Comment sécuriser les parcours professionnels et la formation des salariés quand ces derniers ne savent rien de la situation réelle de leur entreprise ? Nous considérons que les plans de formation doivent être décidés en association avec les salariés, car ils sont censés permettre à ceux-ci de s’adapter aux mutations économiques ; cela implique de donner aux intéressés l’ensemble des outils nécessaires pour connaître l’entreprise, la situation du marché du travail ou encore les perspectives économiques.
Comment sécuriser les parcours professionnels et garantir l’efficacité des formations alors que, année après année, on ne cesse de réduire les moyens accordés à l’enseignement public et que, en imposant l’émergence d’un socle commun de connaissances et de compétences, on entend contrecarrer la formation d’un élève citoyen, capable de mobilisation et de révolte ?
Parce que nous ne pouvons nous satisfaire que quelque 120 000 jeunes sortent du système scolaire sans diplôme ni qualification, nous proposons de rendre la scolarité obligatoire jusqu’à l’âge de 18 ans. Parce que nous ne pouvons accepter qu’un nombre trop important de jeunes échouent à l’université du fait qu’ils sont obligés de cumuler travail et études, nous proposons l’instauration d’une véritable allocation d’autonomie jeunesse.
Monsieur le président, monsieur le secrétaire d'État, mes chers collègues, pour nous, c’est d’un tout autre projet de loi qu’ont besoin les salariés. Son élaboration suppose un changement radical, une renonciation à la culture du marché, à la mise en concurrence permanente, à la précarisation !
Mes chers collègues, nous vous invitons à voter en faveur de cette motion tendant à opposer la question préalable. Nous aurions aimé discuter d’un texte permettant de protéger les parcours de vie, mais nous sommes convaincus que ce projet de loi, malgré quelques avancées obtenues en commission et parce que le Gouvernement a contourné certaines dispositions de l’accord national interprofessionnel du 7 janvier 2009, ne permettra en définitive de sécuriser qu’une seule chose : la flexibilité dont les salariés sont victimes ! (Applaudissements sur les travées du groupe CRC-SPG et du groupe socialiste.)

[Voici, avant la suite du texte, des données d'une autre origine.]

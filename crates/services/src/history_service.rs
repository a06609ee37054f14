use chrono::{DateTime, Utc};
use std::sync::Arc;

use quiz_core::model::{GameRecord, GameRecordId};
use storage::repository::HistoryRepository;

use crate::error::HistoryServiceError;
use crate::share;

/// Presentation-agnostic row for the history list.
#[derive(Debug, Clone, PartialEq, Eq)]
pub struct GameHistoryListItem {
    pub id: GameRecordId,
    pub completed_at: DateTime<Utc>,
    pub score: u32,
    pub question_count: usize,
}

impl GameHistoryListItem {
    #[must_use]
    pub fn from_record(record: &GameRecord) -> Self {
        Self {
            id: record.id(),
            completed_at: record.timestamp(),
            score: record.score(),
            question_count: record.len(),
        }
    }

    /// Route key for the detail view.
    #[must_use]
    pub fn key(&self) -> String {
        self.id.to_string()
    }
}

/// Read-only facade over the history log for browsing and detail views.
#[derive(Clone)]
pub struct HistoryService {
    history: Arc<dyn HistoryRepository>,
}

impl HistoryService {
    #[must_use]
    pub fn new(history: Arc<dyn HistoryRepository>) -> Self {
        Self { history }
    }

    #[must_use]
    pub fn in_memory() -> Self {
        Self::new(storage::repository::Storage::in_memory().history)
    }

    /// All archived games, newest first.
    ///
    /// # Errors
    ///
    /// Returns `HistoryServiceError::Storage` on backend failures.
    pub async fn list_recent(&self) -> Result<Vec<GameHistoryListItem>, HistoryServiceError> {
        let mut items: Vec<GameHistoryListItem> = self
            .history
            .load_all()
            .await?
            .iter()
            .map(GameHistoryListItem::from_record)
            .collect();
        items.sort_by(|a, b| b.completed_at.cmp(&a.completed_at));
        Ok(items)
    }

    /// Resolve a detail route key. Unknown or malformed keys yield `None`.
    ///
    /// # Errors
    ///
    /// Returns `HistoryServiceError::Storage` on backend failures.
    pub async fn detail(&self, key: &str) -> Result<Option<GameRecord>, HistoryServiceError> {
        let Ok(id) = key.parse::<GameRecordId>() else {
            return Ok(None);
        };
        Ok(self.history.find_by_id(id).await?)
    }

    /// Share text for the game behind `key`, if it exists.
    ///
    /// # Errors
    ///
    /// Returns `HistoryServiceError::Storage` on backend failures.
    pub async fn share_text(&self, key: &str) -> Result<Option<String>, HistoryServiceError> {
        Ok(self.detail(key).await?.as_ref().map(share::share_text))
    }
}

M. le président. Quel est l’avis de la commission ?
M. Jean-Claude Carle, rapporteur de la commission spéciale. Nos collègues communistes, par la voix du président Fischer, proposent de rejeter ce projet de loi sans même en débattre. Cette position m’étonne quelque peu, car rejeter ce texte revient à rejeter l’accord national interprofessionnel du 7 janvier 2009 signé par l’ensemble des partenaires sociaux.
M. Alain Gournac. Eh oui !
M. Jean-Claude Carle, rapporteur. Ce projet de loi comporte pourtant nombre d’avancées, avec la portabilité du droit individuel à la formation, l’institution du fonds paritaire de sécurisation des parcours professionnels, des mesures pour réduire le chômage des jeunes, trop élevé dans notre pays, d’autres en faveur des « décrocheurs » qui, après avoir quitté le système scolaire, ne sont pris en charge par personne et vivent une année de carence se transformant très souvent en une année d’errance. Le texte permet également de s’appuyer sur le partenariat pour entrer dans une logique de compétences partagées.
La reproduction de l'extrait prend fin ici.